Dos años después de impuesta la sanción, la SIC en primera instancia estableció que esta compañía asumió presuntamente el pago de las multas que fueron impuestas a cinco de estos directivos a través de operaciones fachada bajo la modalidad de bonificaciones ocasionales, lo cual se encuentra expresamente prohibido por la ley de competencia en Colombia. De manera más concreta, el Artículo 26 de la Ley 1340 de 2009, por medio de la cual se dictan normas en materia de protección de la competencia, establece que las multas que la SIC imponga a personas naturales por infracción al régimen de competencia no pueden ser cubiertas directa o indirectamente por la persona jurídica a la cual está o estaba vinculada la persona cuando incurrió en la conducta infractora.

Siendo así, mediante Resolución No. 68722 del 17 de septiembre de 2018, la SIC impuso a esta compañía una sanción superior a $25 mil millones de pesos, y sanciones que oscilan entre $50 millones y $312 millones de pesos a cinco de sus altos directivos.

Lo sucedido no constituye únicamente una presunta infracción al régimen de competencia aplicable en Colombia por parte de estas personas naturales y de la compañía como tal, sino que adicionalmente da cuenta de un grave incumplimiento de las órdenes impartidas por parte de la autoridad de competencia.

Es importante resaltar que el pago de bonos a empleados no estaría prohibido, pues depende de las políticas internas de cada empresa. Sin embargo, lo que no está permitido es simular estos pagos con el fin de incumplir la legislación y las órdenes impartidas por autoridades nacionales, como sucedió presuntamente en este caso.
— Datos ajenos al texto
//! Readiness gate: hold a dependent process back until its dependency
//! passes a probe
//!
//! The first probe runs immediately, then one probe per interval. Failures
//! inside the target's start period are not counted. The gate gives up when a counted
//! failure exceeds the retry budget, i.e. after one initial attempt plus
//! `retries` retries.
//!
//! The gate only governs start ordering: once it has released the
//! dependent, later failures of the dependency are not its concern.

use super::probe::{run_probe, Probe, ProbePolicy};
use std::sync::Arc;
use thiserror::Error;
use tokio::time::Instant;
use tracing::{debug, info, warn};

#[derive(Debug, Error)]
pub enum GateError {
    #[error("{target} did not become ready after {attempts} probes: {last_error}")]
    Unhealthy {
        target: String,
        attempts: u32,
        last_error: String,
    },
}

pub struct ReadinessGate {
    target: String,
    probe: Arc<dyn Probe>,
    policy: ProbePolicy,
}

impl ReadinessGate {
    pub fn new(target: impl Into<String>, probe: Arc<dyn Probe>, policy: ProbePolicy) -> Self {
        Self {
            target: target.into(),
            probe,
            policy,
        }
    }

    /// Probe until the target is ready or the retry budget is exhausted
    ///
    /// Dropping the returned future cancels the wait.
    ///
    /// # Returns
    /// * `Ok(attempts)` - Number of probes it took, including the successful one
    /// * `Err(GateError::Unhealthy)` - The dependent must not start
    pub async fn wait_ready(&self) -> Result<u32, GateError> {
        self.wait_ready_since(Instant::now()).await
    }

    /// Like [`wait_ready`](Self::wait_ready), with the start period
    /// measured from `started`, when the target process came up
    pub async fn wait_ready_since(&self, started: Instant) -> Result<u32, GateError> {
        let mut attempts = 0u32;
        let mut counted_failures = 0u32;

        loop {
            attempts += 1;
            match run_probe(self.probe.as_ref(), self.policy.timeout).await {
                Ok(()) => {
                    info!(
                        target_service = %self.target,
                        attempts,
                        "Readiness probe passed, releasing dependents"
                    );
                    return Ok(attempts);
                }
                Err(e) => {
                    if started.elapsed() >= self.policy.start_period {
                        counted_failures += 1;
                    }

                    if counted_failures > self.policy.retries {
                        warn!(
                            target_service = %self.target,
                            attempts,
                            error = %e,
                            "Readiness retries exhausted, dependency is unhealthy"
                        );
                        return Err(GateError::Unhealthy {
                            target: self.target.clone(),
                            attempts,
                            last_error: e.to_string(),
                        });
                    }

                    debug!(
                        target_service = %self.target,
                        probe = %self.probe.describe(),
                        attempts,
                        counted_failures,
                        error = %e,
                        "Readiness probe failed, will retry"
                    );
                }
            }

            tokio::time::sleep(self.policy.interval).await;
        }
    }
}
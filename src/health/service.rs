//! Runs dependency checks and folds them into a [`HealthReport`]

use super::{CheckError, DependencyHealth, DependencyType, HealthReport};
use async_trait::async_trait;
use futures::future::join_all;
use std::sync::Arc;
use std::time::Duration;
use tracing::error;

/// Upper bound on a single dependency check
pub const DEFAULT_CHECK_TIMEOUT: Duration = Duration::from_secs(3);

/// Shown instead of the real error when debug output is off
const REDACTED: &str = "dependency check failed";

/// Trait for dependency checks
///
/// Production code uses `PostgresSchemaCheck`.
/// Tests use `MockCheck` which returns a scripted result.
#[async_trait]
pub trait DependencyCheck: Send + Sync {
    /// Display name in the report
    fn name(&self) -> String;

    fn kind(&self) -> DependencyType;

    /// Read-only check; must not change state
    async fn check(&self) -> Result<(), CheckError>;
}

#[derive(Clone)]
pub struct HealthService {
    checks: Vec<Arc<dyn DependencyCheck>>,
    timeout: Duration,
    debug: bool,
}

impl HealthService {
    /// # Arguments
    /// * `checks` - Dependencies to verify on every report
    /// * `debug` - Include raw error text in failed entries
    pub fn new(checks: Vec<Arc<dyn DependencyCheck>>, debug: bool) -> Self {
        Self {
            checks,
            timeout: DEFAULT_CHECK_TIMEOUT,
            debug,
        }
    }

    pub fn with_timeout(mut self, timeout: Duration) -> Self {
        self.timeout = timeout;
        self
    }

    /// Run every check concurrently, each bounded by the timeout
    pub async fn report(&self) -> HealthReport {
        let deps = join_all(self.checks.iter().map(|check| self.run(check.as_ref()))).await;
        HealthReport::from_deps(deps)
    }

    async fn run(&self, check: &dyn DependencyCheck) -> DependencyHealth {
        let result = match tokio::time::timeout(self.timeout, check.check()).await {
            Ok(result) => result,
            Err(_) => Err(CheckError::Timeout(self.timeout)),
        };

        match result {
            Ok(()) => DependencyHealth::ok(check.name(), check.kind()),
            Err(e) => {
                error!(dependency = %check.name(), error = %e, "Health check failed");
                let details = if self.debug {
                    e.to_string()
                } else {
                    REDACTED.to_string()
                };
                DependencyHealth::error(check.name(), check.kind(), details)
            }
        }
    }
}

/// Mock check for testing
#[cfg(test)]
pub struct MockCheck {
    name: String,
    outcome: MockCheckOutcome,
}

#[cfg(test)]
enum MockCheckOutcome {
    Ok,
    MissingSchema(String),
    Hang,
}

#[cfg(test)]
impl MockCheck {
    pub fn ok(name: &str) -> Self {
        Self {
            name: name.to_string(),
            outcome: MockCheckOutcome::Ok,
        }
    }

    pub fn missing_schema(name: &str, schema: &str) -> Self {
        Self {
            name: name.to_string(),
            outcome: MockCheckOutcome::MissingSchema(schema.to_string()),
        }
    }

    pub fn hanging(name: &str) -> Self {
        Self {
            name: name.to_string(),
            outcome: MockCheckOutcome::Hang,
        }
    }
}

#[cfg(test)]
#[async_trait]
impl DependencyCheck for MockCheck {
    fn name(&self) -> String {
        self.name.clone()
    }

    fn kind(&self) -> DependencyType {
        DependencyType::Postgres
    }

    async fn check(&self) -> Result<(), CheckError> {
        match &self.outcome {
            MockCheckOutcome::Ok => Ok(()),
            MockCheckOutcome::MissingSchema(schema) => Err(CheckError::SchemaMissing(schema.clone())),
            MockCheckOutcome::Hang => std::future::pending().await,
        }
    }
}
Por lo anterior, se recomienda a las empresas establecer un programa interno de cumplimiento, el cual establezca entre otros cuáles son las consecuencias de incurrir en prácticas contrarias a la libre competencia tanto para la compañía, como para sus empleados como personas naturales. De igual manera, es importante que este programa sea conocido e interiorizado por cada uno de los trabajadores que componen la empresa, para evitar el perfeccionamiento de este tipo de conductas.